BEGIN

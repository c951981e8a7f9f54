//! The simulation owner: market, news feed and RNG streams in one place.
//!
//! Exactly one thread (the engine) holds a `Simulation` at a time. Every
//! mutation (price tick, news generation, external merge, trade) goes
//! through `&mut self`, so there is no interleaving to reason about.

use rand::Rng;
use tracing::{debug, info};

use stockterm_core::domain::{ExternalNews, News};
use stockterm_core::market::Market;
use stockterm_core::news::NewsFeed;
use stockterm_core::rng::{RngHierarchy, SimRngs};

use crate::config::SimConfig;
use crate::persistence::SavedState;

#[derive(Debug)]
pub struct Simulation {
    market: Market,
    feed: NewsFeed,
    rngs: SimRngs,
    seed: u64,
    news_probability: f64,
}

impl Simulation {
    /// Fresh simulation over the seed universe. Uses the configured seed, or
    /// draws one from entropy.
    pub fn new(config: &SimConfig) -> Self {
        let hierarchy = config
            .seed
            .map(RngHierarchy::new)
            .unwrap_or_else(RngHierarchy::from_entropy);
        let seed = hierarchy.master_seed();
        debug!(seed, "simulation RNG hierarchy ready");
        Self {
            market: Market::new(config.initial_cash),
            feed: NewsFeed::new(config.max_news, config.impact),
            rngs: SimRngs::from_hierarchy(&hierarchy),
            seed,
            news_probability: config.news_probability,
        }
    }

    pub fn seed(&self) -> u64 {
        self.seed
    }

    pub fn market(&self) -> &Market {
        &self.market
    }

    pub fn market_mut(&mut self) -> &mut Market {
        &mut self.market
    }

    pub fn feed(&self) -> &NewsFeed {
        &self.feed
    }

    pub fn feed_mut(&mut self) -> &mut NewsFeed {
        &mut self.feed
    }

    pub fn universe_symbols(&self) -> Vec<String> {
        self.market.stocks().iter().map(|s| s.symbol.clone()).collect()
    }

    /// One price step across the whole universe.
    pub fn tick(&mut self) {
        self.market.tick_all(&mut self.rngs.prices);
    }

    /// Generate one synthetic item and apply pending impact.
    pub fn generate_news(&mut self) -> News {
        let news = self
            .feed
            .generate(self.market.stocks(), &mut self.rngs.news)
            .clone();
        self.apply_pending_impact();
        news
    }

    /// A news timer firing: produces an item with the configured probability.
    pub fn on_news_timer(&mut self) -> Option<News> {
        if self.rngs.news.gen::<f64>() < self.news_probability {
            Some(self.generate_news())
        } else {
            None
        }
    }

    /// Merge externally sourced items, newest ending up first, then apply
    /// their impact. Articles already in the feed (same title and url) are
    /// skipped, so a cached batch never moves prices twice. Returns the
    /// number merged.
    pub fn ingest_external(&mut self, items: Vec<ExternalNews>) -> usize {
        let offered = items.len();
        let mut fresh: Vec<ExternalNews> = Vec::with_capacity(offered);
        for item in items {
            let seen = self.feed.contains_external(&item.title, &item.url)
                || fresh.iter().any(|f| f.title == item.title && f.url == item.url);
            if !seen {
                fresh.push(item);
            }
        }
        if fresh.len() < offered {
            debug!(skipped = offered - fresh.len(), "skipped external news already in feed");
        }

        let count = fresh.len();
        for item in fresh.into_iter().rev() {
            self.feed.ingest_external(item);
        }
        if count > 0 {
            self.apply_pending_impact();
            info!(count, "merged external news");
        }
        count
    }

    fn apply_pending_impact(&mut self) -> usize {
        let applied = self
            .feed
            .apply_impact(self.market.stocks_mut(), &mut self.rngs.impact);
        if applied > 0 {
            debug!(applied, "news impact applied");
        }
        applied
    }

    pub fn state(&self) -> SavedState {
        SavedState {
            stocks: self.market.stock_snapshots(),
            players: self.market.players().to_vec(),
            news: self.feed.items().cloned().collect(),
        }
    }

    /// Overlay saved state: stocks positionally, players and news wholesale.
    pub fn restore(&mut self, state: SavedState) {
        let restored = self.market.restore_stocks(&state.stocks);
        if restored < state.stocks.len() {
            debug!(
                restored,
                saved = state.stocks.len(),
                "some saved stocks did not match the universe"
            );
        }
        self.market.restore_players(state.players);
        self.feed.restore(state.news);
        info!(
            stocks = restored,
            players = self.market.players().len(),
            news = self.feed.len(),
            "state restored"
        );
    }
}

#[cfg(test)]
mod tests {
    use super::*;
    use chrono::Utc;
    use stockterm_core::domain::{Impact, Qualitative};

    fn seeded(seed: u64) -> Simulation {
        Simulation::new(&SimConfig {
            seed: Some(seed),
            ..SimConfig::default()
        })
    }

    fn external(title: &str, symbol: &str) -> ExternalNews {
        ExternalNews {
            title: title.into(),
            content: String::new(),
            impact: Impact::Qualitative(Qualitative::Positive),
            affected_stocks: vec![symbol.into()],
            timestamp: Utc::now(),
            source: "wire".into(),
            url: "https://example.invalid/a".into(),
        }
    }

    #[test]
    fn seeded_runs_replay_identically() {
        let run = |seed| {
            let mut sim = seeded(seed);
            for _ in 0..20 {
                sim.tick();
                sim.on_news_timer();
            }
            (sim.market().stock_snapshots(), sim.feed().len())
        };
        assert_eq!(run(9), run(9));
        assert_ne!(run(9).0, run(10).0);
    }

    #[test]
    fn generated_news_is_applied_immediately() {
        let mut sim = seeded(3);
        for _ in 0..10 {
            sim.generate_news();
        }
        assert!(sim
            .feed()
            .items()
            .filter(|n| !n.affected_stocks.is_empty())
            .all(|n| n.is_read));
    }

    #[test]
    fn news_probability_bounds() {
        let mut never = Simulation::new(&SimConfig {
            seed: Some(1),
            news_probability: 0.0,
            ..SimConfig::default()
        });
        let mut always = Simulation::new(&SimConfig {
            seed: Some(1),
            news_probability: 1.0,
            ..SimConfig::default()
        });
        for _ in 0..10 {
            assert!(never.on_news_timer().is_none());
            assert!(always.on_news_timer().is_some());
        }
    }

    #[test]
    fn external_items_keep_newest_first_and_move_prices() {
        let mut sim = seeded(5);
        let before = sim.market().stock("AAPL").unwrap().price();
        let merged = sim.ingest_external(vec![external("newest", "AAPL"), external("older", "AAPL")]);
        assert_eq!(merged, 2);

        let titles: Vec<&str> = sim.feed().items().map(|n| n.title.as_str()).collect();
        assert_eq!(titles, vec!["newest", "older"]);
        assert!(sim.feed().items().all(|n| n.is_real && n.is_read));
        assert!(sim.market().stock("AAPL").unwrap().price() > before);
    }

    #[test]
    fn cached_batch_merges_once() {
        use crate::news_source::{CachedNewsSource, NewsSource, NewsSourceError};
        use std::time::Duration;

        struct Fixed(Vec<ExternalNews>);
        impl NewsSource for Fixed {
            fn name(&self) -> &str {
                "fixed"
            }
            fn fetch(&self, limit: usize) -> Result<Vec<ExternalNews>, NewsSourceError> {
                Ok(self.0.iter().take(limit).cloned().collect())
            }
        }

        let source = CachedNewsSource::new(
            Fixed(vec![external("Apple rallies", "AAPL")]),
            Duration::from_secs(900),
        );
        let mut sim = seeded(11);
        assert_eq!(sim.ingest_external(source.fetch(5).unwrap()), 1);
        let after_first = sim.market().stock("AAPL").unwrap().price();

        assert_eq!(sim.ingest_external(source.fetch(5).unwrap()), 0);
        assert_eq!(sim.market().stock("AAPL").unwrap().price(), after_first);
        assert_eq!(
            sim.feed().items().filter(|n| n.title == "Apple rallies").count(),
            1
        );
    }

    #[test]
    fn duplicates_within_one_batch_merge_once() {
        let mut sim = seeded(12);
        let merged = sim.ingest_external(vec![external("same", "MSFT"), external("same", "MSFT")]);
        assert_eq!(merged, 1);
        assert_eq!(sim.feed().len(), 1);
    }

    #[test]
    fn state_restore_roundtrip() {
        let mut sim = seeded(8);
        sim.market_mut().add_player("ada");
        sim.market_mut().buy("MSFT", 2).unwrap();
        sim.tick();
        sim.generate_news();
        let state = sim.state();

        let mut fresh = seeded(99);
        fresh.restore(state.clone());
        assert_eq!(fresh.state(), state);
        assert_eq!(fresh.market().current_player().unwrap().name, "ada");
    }
}
use super::*;

fn line(text: &str) -> Line {
    Line::new(LineId(0), text)
}

#[test]
fn test_untouched_line_is_original() {
    let l = line("hello");
    let log = Vec::new();
    assert_eq!(l.text(&log), "hello");
    assert_eq!(l.length(&log), 5);
    assert!(l.active_nodes().is_empty());
}

#[test]
fn test_append_node_assigns_next_global_index() {
    let mut a = Line::new(LineId(0), "abc");
    let mut b = Line::new(LineId(1), "xyz");
    let mut log = Vec::new();

    let first = a.append_node(PieceNode::new_insertion(LineId(0), 0, "1"), &mut log);
    let second = b.append_node(PieceNode::new_insertion(LineId(1), 0, "2"), &mut log);
    let third = a.append_node(PieceNode::new_insertion(LineId(0), 0, "3"), &mut log);

    assert_eq!((first, second, third), (0, 1, 2));
    assert_eq!(a.active_nodes(), &[0, 2]);
    assert_eq!(b.active_nodes(), &[1]);
    assert_eq!(log.len(), 3);
}

#[test]
fn test_replay_follows_append_order() {
    let mut l = line("hello");
    let mut log = Vec::new();
    l.append_node(PieceNode::new_insertion(LineId(0), 5, " world"), &mut log);
    // Offset 11 only exists once the first insertion has been replayed
    l.append_node(PieceNode::new_insertion(LineId(0), 11, "!"), &mut log);
    l.append_node(PieceNode::new_deletion(LineId(0), 1), &mut log);

    assert_eq!(l.text(&log), "ello world!");
    assert_eq!(l.length(&log), 11);
    assert_eq!(l.original(), "hello");
}

#[test]
fn test_length_counts_code_points() {
    let mut l = line("héllo");
    let mut log = Vec::new();
    assert_eq!(l.length(&log), 5);
    l.append_node(PieceNode::new_insertion(LineId(0), 0, "日本"), &mut log);
    assert_eq!(l.length(&log), 7);
}

#[test]
fn test_deactivate_and_reactivate() {
    let mut l = line("ab");
    let mut log = Vec::new();
    let idx = l.append_node(PieceNode::new_insertion(LineId(0), 2, "c"), &mut log);
    assert_eq!(l.text(&log), "abc");

    assert!(l.deactivate(idx));
    assert!(!l.deactivate(idx));
    assert_eq!(l.text(&log), "ab");

    l.reactivate(idx);
    assert_eq!(l.text(&log), "abc");
}

#[test]
fn test_view() {
    let mut l = Line::new(LineId(3), "héllo");
    let mut log = Vec::new();
    l.append_node(PieceNode::new_insertion(LineId(3), 1, "X"), &mut log);

    let view = LineView::new(&l, &log);
    assert_eq!(view.id(), LineId(3));
    assert_eq!(view.text(), "hXéllo");
    assert_eq!(view.length(), 6);
    assert_eq!(view.char_at(2), Some('é'));
    assert_eq!(view.char_at(6), None);
    assert_eq!(view.edit_count(), 1);
    assert_eq!(view.to_string(), "hXéllo");
    assert!(!view.is_empty());
}
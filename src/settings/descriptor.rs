//! Setting descriptor types
//! Type definitions for declarative setting configuration

use crate::constants::errors;
use crate::error::{EditError, ErrorType};

/// Typed value after parsing and validation
/// Setters receive this, never raw strings
#[derive(Debug, Clone, PartialEq, Eq)]
pub enum SettingValue {
    Bool(bool),
    Integer(usize),
}

/// Setting type definition for parsing and validation
#[derive(Debug, Clone)]
pub enum SettingType {
    /// Boolean setting (true/false, on/off, yes/no, 1/0)
    Boolean,
    /// Integer setting with optional min/max bounds
    Integer {
        /// Minimum value (inclusive)
        min: Option<usize>,
        /// Maximum value (inclusive)
        max: Option<usize>,
    },
}

/// Structured error for setting operations
#[derive(Debug, Clone, PartialEq, Eq)]
pub enum SettingError {
    /// Failed to parse string value
    ParseError(String),
    /// Value failed validation (out of range, etc.)
    ValidationError(String),
    /// Unknown option name
    UnknownOption(String),
    /// Prefix matches more than one option
    Ambiguous { prefix: String, matches: Vec<&'static str> },
}

impl std::fmt::Display for SettingError {
    fn fmt(&self, f: &mut std::fmt::Formatter<'_>) -> std::fmt::Result {
        match self {
            SettingError::ParseError(msg) => write!(f, "Parse error: {msg}"),
            SettingError::ValidationError(msg) => write!(f, "Validation error: {msg}"),
            SettingError::UnknownOption(name) => write!(f, "Unknown option: {name}"),
            SettingError::Ambiguous { prefix, matches } => {
                write!(f, "Ambiguous option '{prefix}': matches {}", matches.join(", "))
            }
        }
    }
}

impl std::error::Error for SettingError {}

impl From<SettingError> for EditError {
    fn from(err: SettingError) -> Self {
        let code = match &err {
            SettingError::ParseError(_) => errors::SETTING_PARSE_ERROR,
            SettingError::ValidationError(_) => errors::SETTING_VALIDATION_ERROR,
            SettingError::UnknownOption(_) | SettingError::Ambiguous { .. } => {
                errors::UNKNOWN_SETTING
            }
        };
        EditError::new(ErrorType::Settings, code, err.to_string())
    }
}

/// Setter function signature
///
/// Function pointers (not trait objects) for static dispatch.
/// Receives parsed and validated `SettingValue`, never raw strings.
pub type SettingSetter<T> = fn(&mut T, SettingValue) -> Result<(), SettingError>;

/// Setting descriptor: name, aliases, type, and setter function
#[derive(Debug, Clone)]
pub struct SettingDescriptor<T: 'static> {
    /// Canonical setting name (e.g., "tab_size")
    pub name: &'static str,
    /// Short aliases (e.g., &["ts"])
    pub aliases: &'static [&'static str],
    /// Setting type for parsing and validation
    pub ty: SettingType,
    /// Setter function pointer
    pub set: SettingSetter<T>,
}
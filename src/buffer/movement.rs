//! Cursor movement over a [`Buffer`]
//!
//! Movement never records nodes and never sets the modified flag. Methods
//! return true when the cursor moved.

use super::Buffer;
use crate::constants::ui::PAGE_SCROLL_AMOUNT;
use crate::cursor::Cursor;
use crate::string_nav::{next_word_break, previous_word_break};

impl Buffer {
    fn line_len_at(&self, line: usize) -> usize {
        self.table.line_len(line).unwrap_or(0)
    }

    fn last_line(&self) -> usize {
        self.table.line_count() - 1
    }

    fn moved_to(&mut self, target: Cursor) -> bool {
        if target == self.cursor {
            return false;
        }
        self.cursor = target;
        self.follow_cursor();
        true
    }

    /// Move left one character, wrapping to the end of the previous line
    pub fn move_left(&mut self) -> bool {
        let Cursor { line, col } = self.cursor;
        if col > 0 {
            self.moved_to(Cursor::new(line, col - 1))
        } else if line > 0 {
            let end = self.line_len_at(line - 1);
            self.moved_to(Cursor::new(line - 1, end))
        } else {
            false
        }
    }

    /// Move right one character, wrapping to the start of the next line
    pub fn move_right(&mut self) -> bool {
        let Cursor { line, col } = self.cursor;
        if col < self.line_len_at(line) {
            self.moved_to(Cursor::new(line, col + 1))
        } else if line < self.last_line() {
            self.moved_to(Cursor::new(line + 1, 0))
        } else {
            false
        }
    }

    pub fn move_up(&mut self) -> bool {
        let Cursor { line, col } = self.cursor;
        if line == 0 {
            return false;
        }
        let col = col.min(self.line_len_at(line - 1));
        self.moved_to(Cursor::new(line - 1, col))
    }

    pub fn move_down(&mut self) -> bool {
        let Cursor { line, col } = self.cursor;
        if line >= self.last_line() {
            return false;
        }
        let col = col.min(self.line_len_at(line + 1));
        self.moved_to(Cursor::new(line + 1, col))
    }

    pub fn move_to_line_start(&mut self) -> bool {
        self.moved_to(Cursor::new(self.cursor.line, 0))
    }

    pub fn move_to_line_end(&mut self) -> bool {
        let end = self.line_len_at(self.cursor.line);
        self.moved_to(Cursor::new(self.cursor.line, end))
    }

    /// Jump to the next space or underscore on the line
    pub fn move_word_right(&mut self) -> bool {
        let Cursor { line, col } = self.cursor;
        let text = self.table.line_text(line).unwrap_or_default();
        if col >= text.chars().count() {
            return self.move_right();
        }
        self.moved_to(Cursor::new(line, next_word_break(&text, col)))
    }

    /// Jump back past the previous space or underscore; at column 0 go to
    /// the end of the previous line
    pub fn move_word_left(&mut self) -> bool {
        let Cursor { line, col } = self.cursor;
        if col == 0 {
            return self.move_left();
        }
        let text = self.table.line_text(line).unwrap_or_default();
        self.moved_to(Cursor::new(line, previous_word_break(&text, col)))
    }

    /// Go to a 1-based line number, clamped to the document
    pub fn goto_line(&mut self, number: usize) -> bool {
        let line = number.saturating_sub(1).min(self.last_line());
        let col = self.cursor.col.min(self.line_len_at(line));
        self.moved_to(Cursor::new(line, col))
    }

    pub fn page_up(&mut self) -> bool {
        self.viewport.scroll_up(PAGE_SCROLL_AMOUNT);
        let mut moved = false;
        for _ in 0..PAGE_SCROLL_AMOUNT {
            moved |= self.move_up();
        }
        moved
    }

    pub fn page_down(&mut self) -> bool {
        let total = self.table.line_count();
        self.viewport.scroll_down(PAGE_SCROLL_AMOUNT, total);
        let mut moved = false;
        for _ in 0..PAGE_SCROLL_AMOUNT {
            moved |= self.move_down();
        }
        moved
    }
}
use super::*;
use crate::error::ErrorType;

const DOC: &str = "this is my testing
document i want to see how it fares
and all of that fun
stuff";

// =============================================================================
// Construction and reading
// =============================================================================

#[test]
fn test_round_trip() {
    let table = PieceTable::new(DOC);
    assert_eq!(table.line_count(), 4);
    assert_eq!(table.text(), DOC);
    assert_eq!(table.node_count(), 0);
    assert_eq!(table.redo_len(), 0);
}

#[test]
fn test_empty_document_has_one_line() {
    let table = PieceTable::new("");
    assert_eq!(table.line_count(), 1);
    assert_eq!(table.text(), "");
    assert!(table.is_empty());
    assert_eq!(table.len(), 0);
}

#[test]
fn test_trailing_newline_is_an_empty_line() {
    let table = PieceTable::new("a\n");
    assert_eq!(table.line_count(), 2);
    assert_eq!(table.line_text(1).unwrap(), "");
    assert_eq!(table.text(), "a\n");
    assert_eq!(table.len(), 2);
}

#[test]
fn test_line_out_of_range() {
    let table = PieceTable::new("one\ntwo");
    let err = table.line_text(2).unwrap_err();
    assert_eq!(err.kind, ErrorType::OutOfRange);
    assert!(table.line(1).is_ok());
}

// =============================================================================
// Insert / delete
// =============================================================================

#[test]
fn test_scenario_insert_at_end_of_line() {
    let mut table = PieceTable::new("hello\nworld");
    table.insert("XYZ", 0, 5).unwrap();
    assert_eq!(table.text(), "helloXYZ\nworld");
}

#[test]
fn test_scenario_delete_then_undo() {
    let mut table = PieceTable::new("hello\nworld");
    table.insert("XYZ", 0, 5).unwrap();
    table.delete(0, 8).unwrap();
    assert_eq!(table.text(), "helloXY\nworld");

    assert!(table.undo());
    assert_eq!(table.text(), "helloXYZ\nworld");
}

#[test]
fn test_string_insertion() {
    let mut table = PieceTable::new(DOC);
    table.insert("piece table ", 0, 11).unwrap();
    assert_eq!(
        table.line_text(0).unwrap(),
        "this is my piece table testing"
    );
}

#[test]
fn test_multi_string_insertion() {
    let mut table = PieceTable::new(DOC);
    table.insert("piece table ", 0, 11).unwrap();
    table.insert("foo ", 0, 17).unwrap();
    assert_eq!(
        table.line_text(0).unwrap(),
        "this is my piece foo table testing"
    );
}

#[test]
fn test_delete_prefix_one_char_at_a_time() {
    let mut table = PieceTable::new(DOC);
    for _ in 0.."this is ".len() {
        table.delete(0, 1).unwrap();
    }
    assert_eq!(table.line_text(0).unwrap(), "my testing");
    assert_eq!(table.node_count(), 8);

    table.undo();
    assert_eq!(table.line_text(0).unwrap(), " my testing");
}

#[test]
fn test_delete_offset_convention() {
    let mut table = PieceTable::new("abcdef");
    // Removes the character at o - 1
    table.delete(0, 3).unwrap();
    assert_eq!(table.text(), "abdef");
}

#[test]
fn test_delete_rejects_malformed_offsets() {
    let mut table = PieceTable::new("ab\ncd");

    let zero = table.delete(0, 0).unwrap_err();
    assert_eq!(zero.kind, ErrorType::MalformedOffset);

    let past = table.delete(0, 3).unwrap_err();
    assert_eq!(past.kind, ErrorType::MalformedOffset);

    let empty = PieceTable::new("").delete(0, 0).unwrap_err();
    assert_eq!(empty.kind, ErrorType::MalformedOffset);

    // Nothing was recorded and the neighbour is untouched
    assert_eq!(table.node_count(), 0);
    assert_eq!(table.text(), "ab\ncd");
}

#[test]
fn test_edit_out_of_range_line() {
    let mut table = PieceTable::new("ab");
    assert_eq!(
        table.insert("x", 1, 0).unwrap_err().kind,
        ErrorType::OutOfRange
    );
    assert_eq!(table.delete(4, 1).unwrap_err().kind, ErrorType::OutOfRange);
    assert_eq!(table.node_count(), 0);
}

#[test]
fn test_insert_rejects_line_break() {
    let mut table = PieceTable::new("ab");
    let err = table.insert("x\ny", 0, 1).unwrap_err();
    assert_eq!(err.kind, ErrorType::MalformedText);
    assert_eq!(table.text(), "ab");
}

#[test]
fn test_insert_past_end_appends() {
    let mut table = PieceTable::new("ab");
    table.insert("!", 0, 99).unwrap();
    assert_eq!(table.text(), "ab!");
}

#[test]
fn test_insert_returns_log_index() {
    let mut table = PieceTable::new("a\nb");
    assert_eq!(table.insert("x", 0, 0).unwrap(), 0);
    assert_eq!(table.insert("y", 1, 0).unwrap(), 1);
    assert_eq!(table.delete(0, 1).unwrap(), 2);
    assert_eq!(
        table.nodes()[2],
        PieceNode::new_deletion(table.line(0).unwrap().id(), 1)
    );
}

// =============================================================================
// charAt
// =============================================================================

#[test]
fn test_char_at_multibyte_after_insertion() {
    let mut table = PieceTable::new("héllo");
    assert_eq!(table.char_at(0, 3).unwrap(), 'l');
    table.insert("ü", 0, 1).unwrap();
    assert_eq!(table.text(), "hüéllo");
    assert_eq!(table.char_at(0, 2).unwrap(), 'é');
    assert_eq!(table.char_at(0, 3).unwrap(), 'l');
}

#[test]
fn test_char_at_errors() {
    let table = PieceTable::new("ab");
    assert_eq!(
        table.char_at(0, 2).unwrap_err().kind,
        ErrorType::MalformedOffset
    );
    assert_eq!(table.char_at(1, 0).unwrap_err().kind, ErrorType::OutOfRange);
}

// =============================================================================
// Undo / redo
// =============================================================================

#[test]
fn test_undo_redo() {
    let mut table = PieceTable::new(DOC);
    table.insert("piece table ", 0, 11).unwrap();
    let edited = table.text();

    assert!(table.undo());
    assert_eq!(table.text(), DOC);
    assert!(table.can_redo());

    assert!(table.redo());
    assert_eq!(table.text(), edited);

    // Redo stack exhausted
    assert!(!table.redo());
    assert_eq!(table.text(), edited);
}

#[test]
fn test_undo_on_clean_table_is_noop() {
    let mut table = PieceTable::new("abc");
    assert!(!table.undo());
    assert!(!table.redo());
    assert_eq!(table.text(), "abc");
}

#[test]
fn test_undo_follows_global_order() {
    let mut table = PieceTable::new("first\nsecond");
    table.insert("A", 0, 0).unwrap();
    table.insert("B", 1, 0).unwrap();
    assert_eq!(table.text(), "Afirst\nBsecond");

    table.undo();
    assert_eq!(table.text(), "Afirst\nsecond");
    table.undo();
    assert_eq!(table.text(), "first\nsecond");
}

#[test]
fn test_undo_order_ignores_line_index() {
    let mut table = PieceTable::new("first\nsecond");
    table.insert("B", 1, 0).unwrap();
    table.insert("A", 0, 0).unwrap();

    table.undo();
    assert_eq!(table.text(), "first\nBsecond");
    table.undo();
    assert_eq!(table.text(), "first\nsecond");
}

#[test]
fn test_redo_redates_node() {
    let mut table = PieceTable::new("aa\nbb");
    table.insert("1", 0, 0).unwrap();
    table.undo();
    table.insert("2", 1, 0).unwrap();

    // The redone node lands after "2" in the log, not in its old slot
    table.redo();
    assert_eq!(table.text(), "1aa\n2bb");
    assert_eq!(table.nodes()[1].line(), table.line(0).unwrap().id());

    table.undo();
    assert_eq!(table.text(), "aa\n2bb");
    table.undo();
    assert_eq!(table.text(), "aa\nbb");
}

#[test]
fn test_redo_replays_after_later_edits_of_same_line() {
    let mut table = PieceTable::new("abc");
    table.insert("X", 0, 1).unwrap(); // aXbc
    table.undo(); // abc
    table.insert("Y", 0, 3).unwrap(); // abcY
    table.redo(); // X replayed last at offset 1
    assert_eq!(table.text(), "aXbcY");
}

#[test]
fn test_undo_multiple_lines_with_deletes() {
    let mut table = PieceTable::new("hello\nworld");
    table.delete(1, 5).unwrap();
    table.insert("!", 0, 5).unwrap();
    table.delete(1, 1).unwrap();
    assert_eq!(table.text(), "hello!\norl");

    table.undo();
    assert_eq!(table.text(), "hello!\nworl");
    table.undo();
    assert_eq!(table.text(), "hello\nworl");
    table.undo();
    assert_eq!(table.text(), "hello\nworld");
    assert_eq!(table.redo_len(), 3);

    while table.redo() {}
    assert_eq!(table.text(), "hello!\norl");
}

// =============================================================================
// Structure
// =============================================================================

#[test]
fn test_insert_line() {
    let mut table = PieceTable::new("a\nc");
    table.insert_line(1, "b").unwrap();
    table.push_line("d").unwrap();
    assert_eq!(table.text(), "a\nb\nc\nd");
    assert_eq!(
        table.insert_line(9, "x").unwrap_err().kind,
        ErrorType::OutOfRange
    );
    assert_eq!(
        table.insert_line(0, "x\ny").unwrap_err().kind,
        ErrorType::MalformedText
    );
}

#[test]
fn test_remove_line() {
    let mut table = PieceTable::new("a\nb\nc");
    table.remove_line(1).unwrap();
    assert_eq!(table.text(), "a\nc");
    assert_eq!(table.remove_line(5).unwrap_err().kind, ErrorType::OutOfRange);
}

#[test]
fn test_remove_sole_line_clears_it() {
    let mut table = PieceTable::new("only");
    table.insert("!", 0, 4).unwrap();
    table.remove_line(0).unwrap();
    assert_eq!(table.line_count(), 1);
    assert_eq!(table.text(), "");
}

#[test]
fn test_replace_and_swap_lines() {
    let mut table = PieceTable::new("a\nb\nc");
    table.replace_line(1, "B").unwrap();
    table.swap_lines(0, 2).unwrap();
    assert_eq!(table.text(), "c\nB\na");
    assert_eq!(table.swap_lines(0, 3).unwrap_err().kind, ErrorType::OutOfRange);
}

#[test]
fn test_undo_follows_line_after_it_moves() {
    let mut table = PieceTable::new("a\nb");
    table.insert("!", 1, 1).unwrap();
    table.insert_line(0, "new").unwrap();
    assert_eq!(table.text(), "new\na\nb!");

    table.undo();
    assert_eq!(table.text(), "new\na\nb");
    table.redo();
    assert_eq!(table.text(), "new\na\nb!");
}

#[test]
fn test_undo_on_removed_line_keeps_log_consistent() {
    let mut table = PieceTable::new("a\nb");
    table.insert("!", 1, 1).unwrap();
    table.remove_line(1).unwrap();

    assert!(table.undo());
    assert_eq!(table.text(), "a");
    assert_eq!(table.node_count(), 0);
    assert!(table.redo());
    assert_eq!(table.text(), "a");
    assert_eq!(table.node_count(), 1);
}

#[test]
fn test_display_and_from() {
    let table = PieceTable::from("x\ny");
    assert_eq!(table.to_string(), "x\ny");
    assert_eq!(PieceTable::default().text(), "");
}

END

* EXERCISE PROMPT
Search the records above for the word "SimRngs", then say how many lines contain it. Give the number alone.

* RESPONSE TO THE TASK
3